本课题组前期研究(国家自然科学基金青年项目No.30901169)系统地阐明了HIF-1α/MAPK信号通路在微波辐射致海马神经元线粒体损伤中的作用，发现ERK通路并非是调控辐射后HIF-1α表达的唯一途径，且HIF-1α可修复辐射致线粒体能量代谢损伤。鉴于PI3K通路对HIF-1α表达的调控作用以及在微波辐射领域的研究空白，同时HIF-1α对线粒体能量代谢损伤修复的作用靶点未知。本项目拟在前期研究基础上，采用分子生物学和细胞生物学等技术，探讨PI3K/Akt/mTOR通路对HIF-1α的调控在微波辐射后神经元线粒体能量代谢中的作用靶点。重点研究PI3K通路在微波辐射致线粒体损伤和HIF-1α活化中的作用；ERK通路和PI3K通路在HIF-1α激活中的对话；HIF-1α调控线粒体能量代谢损伤修复的作用靶点。为阐明微波辐射脑损伤中的分子机制、研发防治药物提供新思路。

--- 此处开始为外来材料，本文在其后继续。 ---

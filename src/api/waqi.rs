//! Provider backed by the World Air Quality Index project (aqicn.org).

use crate::api::DataProvider;
use crate::error::{AppError, Result};
use crate::models::waqi::{WaqiBoundsResponse, WaqiStation};
use crate::models::{DataSource, ObservationRecord};
use crate::normalize::normalize_waqi;
use async_trait::async_trait;
use reqwest::Client;
use tracing::{debug, info};

pub struct WaqiProvider {
    client: Client,
    token: Option<String>,
    base_url: String,
    bounds: String,
}

impl WaqiProvider {
    pub fn new(client: Client, token: Option<String>, base_url: &str, bounds: &str) -> Self {
        Self {
            client,
            token,
            base_url: base_url.trim_end_matches('/').to_string(),
            bounds: bounds.to_string(),
        }
    }

    /// Fetches every station inside the configured bounding box.
    ///
    /// Entries that do not match the station schema are skipped rather than
    /// failing the whole response.
    pub async fn get_stations(&self) -> Result<Vec<WaqiStation>> {
        let token = self
            .token
            .as_deref()
            .ok_or_else(|| AppError::Provider("WAQI_TOKEN is not set".to_string()))?;

        let body: WaqiBoundsResponse = self
            .client
            .get(format!("{}/map/bounds", self.base_url))
            .query(&[
                ("latlng", self.bounds.as_str()),
                ("networks", "all"),
                ("token", token),
            ])
            .send()
            .await?
            .error_for_status()?
            .json()
            .await?;

        if body.status != "ok" {
            // On error WAQI puts the message in `data`.
            let message = body
                .data
                .as_str()
                .map(str::to_string)
                .unwrap_or_else(|| body.data.to_string());
            return Err(AppError::Provider(format!(
                "WAQI returned status {:?}: {}",
                body.status, message
            )));
        }

        let entries = match body.data {
            serde_json::Value::Array(entries) => entries,
            other => {
                return Err(AppError::Provider(format!(
                    "WAQI data is not an array: {}",
                    other
                )))
            },
        };
        let total = entries.len();
        let stations: Vec<WaqiStation> = entries
            .into_iter()
            .filter_map(|entry| serde_json::from_value(entry).ok())
            .collect();
        debug!("Decoded {} of {} WAQI stations", stations.len(), total);
        Ok(stations)
    }
}

#[async_trait]
impl DataProvider for WaqiProvider {
    fn source(&self) -> DataSource {
        DataSource::Waqi
    }

    fn is_configured(&self) -> bool {
        self.token.is_some()
    }

    async fn fetch(&self) -> Result<Vec<ObservationRecord>> {
        let stations = self.get_stations().await?;
        let records = normalize_waqi(&stations);
        info!("Normalized {} WAQI stations", records.len());
        Ok(records)
    }
}
//! Derived, display-ready structures produced by the statistics and ranking engines.
//!
//! Everything here is recomputed from scratch on each aggregation pass and is
//! serialized as camelCase JSON for downstream consumers.

use chrono::{DateTime, Utc};
use serde::{Deserialize, Serialize};
use std::collections::BTreeMap;

use super::DataSource;

/// Confidence tier of a city aggregate, based on station count and parameter coverage.
#[derive(Debug, Clone, Copy, PartialEq, Eq, Hash, Serialize, Deserialize)]
#[serde(rename_all = "lowercase")]
pub enum DataQuality {
    Excellent,
    Good,
    Fair,
    Poor,
}

impl DataQuality {
    /// Ordinal used for tie-breaking; higher is better.
    pub fn rank(&self) -> u8 {
        match self {
            DataQuality::Excellent => 3,
            DataQuality::Good => 2,
            DataQuality::Fair => 1,
            DataQuality::Poor => 0,
        }
    }

    pub fn label(&self) -> &'static str {
        match self {
            DataQuality::Excellent => "excellent",
            DataQuality::Good => "good",
            DataQuality::Fair => "fair",
            DataQuality::Poor => "poor",
        }
    }
}

/// Per-city aggregate over all stations reporting for that city.
#[derive(Debug, Clone, PartialEq, Serialize, Deserialize)]
#[serde(rename_all = "camelCase")]
pub struct CityAggregate {
    pub name: String,
    pub country: Option<String>,
    #[serde(rename = "averageAQI")]
    pub average_aqi: f64,
    #[serde(rename = "minAQI")]
    pub min_aqi: u16,
    #[serde(rename = "maxAQI")]
    pub max_aqi: u16,
    pub station_count: usize,
    pub avg_pm25: Option<f64>,
    pub avg_pm10: Option<f64>,
    pub data_quality: DataQuality,
}

/// The station/city that holds the best or worst reading in a pass.
#[derive(Debug, Clone, PartialEq, Serialize, Deserialize)]
pub struct CityHighlight {
    pub name: String,
    pub country: Option<String>,
    pub aqi: u16,
}

/// Global summary across every deduplicated record of a pass.
#[derive(Debug, Clone, PartialEq, Serialize, Deserialize)]
#[serde(rename_all = "camelCase")]
pub struct GlobalStats {
    pub total_stations: usize,
    pub total_cities: usize,
    pub total_countries: usize,
    pub by_source: BTreeMap<DataSource, usize>,
    #[serde(rename = "averageAQI")]
    pub average_aqi: f64,
    pub best_city: Option<CityHighlight>,
    pub worst_city: Option<CityHighlight>,
    pub last_updated: DateTime<Utc>,
}

/// Per-country breakdown shown alongside the global summary.
#[derive(Debug, Clone, PartialEq, Serialize, Deserialize)]
#[serde(rename_all = "camelCase")]
pub struct CountryStats {
    pub country: String,
    pub station_count: usize,
    pub city_count: usize,
    #[serde(rename = "averageAQI")]
    pub average_aqi: f64,
    #[serde(rename = "worstAQI")]
    pub worst_aqi: u16,
}
//! The per-request aggregation pipeline: concurrent fetch, then spatial deduplication.

mod aggregator;
mod dedup;
mod settle;

pub use aggregator::*;
pub use dedup::*;
pub use settle::*;
//! The air quality service: one aggregation pass per request, rankings memoized in the shared cache.

use crate::analysis::{
    best_cities, calculate_country_stats, calculate_stats, city_rankings, worst_cities,
};
use crate::api::default_providers;
use crate::cache::RankingCache;
use crate::config::Config;
use crate::models::{CityAggregate, CountryStats, GlobalStats};
use crate::pipeline::{deduplicate, AggregateResult, Aggregator};
use std::sync::Arc;
use tracing::{debug, info};

const CITY_RANKINGS_KEY: &str = "city-rankings";

fn worst_key(n: usize) -> String {
    format!("worst-cities:{}", n)
}

fn best_key(n: usize) -> String {
    format!("best-cities:{}", n)
}

/// Owns the provider fan-out and a handle to the process-wide ranking cache.
pub struct AirQualityService {
    aggregator: Aggregator,
    cache: Arc<RankingCache>,
}

impl AirQualityService {
    pub fn new(aggregator: Aggregator, cache: Arc<RankingCache>) -> Self {
        Self { aggregator, cache }
    }

    /// Registers the live providers described by `config`.
    pub fn from_config(config: &Config, cache: Arc<RankingCache>) -> Self {
        let aggregator = Aggregator::new(default_providers(config), config.provider_timeout);
        Self::new(aggregator, cache)
    }

    pub fn provider_count(&self) -> usize {
        self.aggregator.providers().len()
    }

    pub fn cache(&self) -> &Arc<RankingCache> {
        &self.cache
    }

    /// Fetches from every provider and deduplicates the combined records.
    pub async fn snapshot(&self) -> AggregateResult {
        let mut result = self.aggregator.fetch_all().await;
        let fetched = result.records.len();
        result.records = deduplicate(result.records);
        info!(
            "Snapshot holds {} stations ({} before deduplication)",
            result.records.len(),
            fetched
        );
        result
    }

    pub async fn stats(&self) -> GlobalStats {
        calculate_stats(&self.snapshot().await.records)
    }

    pub async fn country_stats(&self) -> Vec<CountryStats> {
        calculate_country_stats(&self.snapshot().await.records)
    }

    /// Every ranked city, in first-seen order.
    pub async fn city_rankings(&self) -> Vec<CityAggregate> {
        if let Some(hit) = self.cache.get(CITY_RANKINGS_KEY) {
            debug!("Ranking cache hit for {}", CITY_RANKINGS_KEY);
            return hit;
        }
        debug!("Ranking cache miss for {}, fetching", CITY_RANKINGS_KEY);

        let snapshot = self.snapshot().await;
        let ranked = city_rankings(&snapshot.records);
        self.cache.set(CITY_RANKINGS_KEY, ranked.clone());
        ranked
    }

    pub async fn worst_cities(&self, n: usize) -> Vec<CityAggregate> {
        self.cached_selection(&worst_key(n), |all| worst_cities(all, n))
            .await
    }

    pub async fn best_cities(&self, n: usize) -> Vec<CityAggregate> {
        self.cached_selection(&best_key(n), |all| best_cities(all, n))
            .await
    }

    /// Drops every cached ranking; the next request recomputes from fresh data.
    pub fn clear_cache(&self) -> usize {
        let dropped = self.cache.len();
        debug!("Dropping cached rankings {:?}", self.cache.keys());
        self.cache.clear();
        info!("Cleared {} cached rankings", dropped);
        dropped
    }

    /// Selections are derived from the cached city list, so every query key
    /// reflects the same snapshot until that list expires.
    async fn cached_selection<F>(&self, key: &str, select: F) -> Vec<CityAggregate>
    where
        F: FnOnce(&[CityAggregate]) -> Vec<CityAggregate>,
    {
        if let Some(hit) = self.cache.get(key) {
            debug!("Ranking cache hit for {}", key);
            return hit;
        }
        debug!("Ranking cache miss for {}, selecting from city rankings", key);

        let selected = select(&self.city_rankings().await);
        self.cache.set(key, selected.clone());
        selected
    }
}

基于HIF-1α在微波辐射致神经元线粒体损伤修复的重要作用，本研究在国家自然科学基金青年项目（30901169）的研究基础上，进一步探讨微波辐射后HIF-1α活化的机制及其对线粒体损伤修复的分子靶点。重点关注：PI3K/Akt/mTOR通路在微波辐射致线粒体损伤和HIF-1α活化中的作用；ERK通路和PI3K/Akt/mTOR通路在HIF-1α激活中的对话；HIF-1α调控线粒体损伤修复的作用靶点。本研究发现：首先，在建立微波辐射致大鼠海马线粒体损伤的动物模型和PC12细胞模型上，发现COX酶活性降低和COX亚基表达异常；同时，发现微波辐射后神经元HIF-1α激活，p-Akt(Ser473)和p-mTOR(Ser2448) 的表达增加激活PI3K/Akt/mTOR通路。其次，干预PI3K/Akt/mTOR通路，发现Akt通路和mTOR通路对HIF-1α均有正调控作用；Akt通路对微波辐射后HIF-1α的调控作用是通过下游的mTOR来实现的；PI3K/Akt/mTOR通路正向影响线粒体功能，表现为正向影响ATP含量和MMP水平。再次，单独或同时干预PI3K/Akt/mTOR通路和ERK通路，发现微波辐射后PI3K/Akt/mTOR通路和ERK通路相互有负向调控作用；微波辐射后PI3K/Akt/mTOR通路和ERK通路分别正调控HIF-1α表达，但二者共同作用相互抵消了对HIF-1α的调控效果。最后，干预HIF-1α的表达后，发现微波辐射后HIF-1α正调控COXIV-1的表达，并促进COXIV-2向COXIV-1转化；微波辐射后PC12细胞HIF-1α正向影响ATP含量和MMP水平，负向影响ROS含量，即HIF-1α活化对线粒体功能具有保护作用；COXIV-1是微波辐射后HIF-1α修复线粒体功能的分子靶点之一。本研究明确了PI3K/Akt/mTOR通路在微波辐射致HIF-1α表达的调控机制；阐明了PI3K/Akt/mTOR通路与ERK通路之间对话；揭示了HIF-1α参与微波辐射后线粒体能量代谢损伤修复的分子靶点。本研究为微波辐射损伤机制的阐明提供创新性实验数据和理论依据，并提供进一步探索微波辐射神经元损伤修复机制的线索和突破口，可为辐射防护提供有效的靶标。本研究获中国体视学会科学技术奖一等奖1项，发表期刊论文2篇，会议论文7篇，参与1项科普宣传片制作。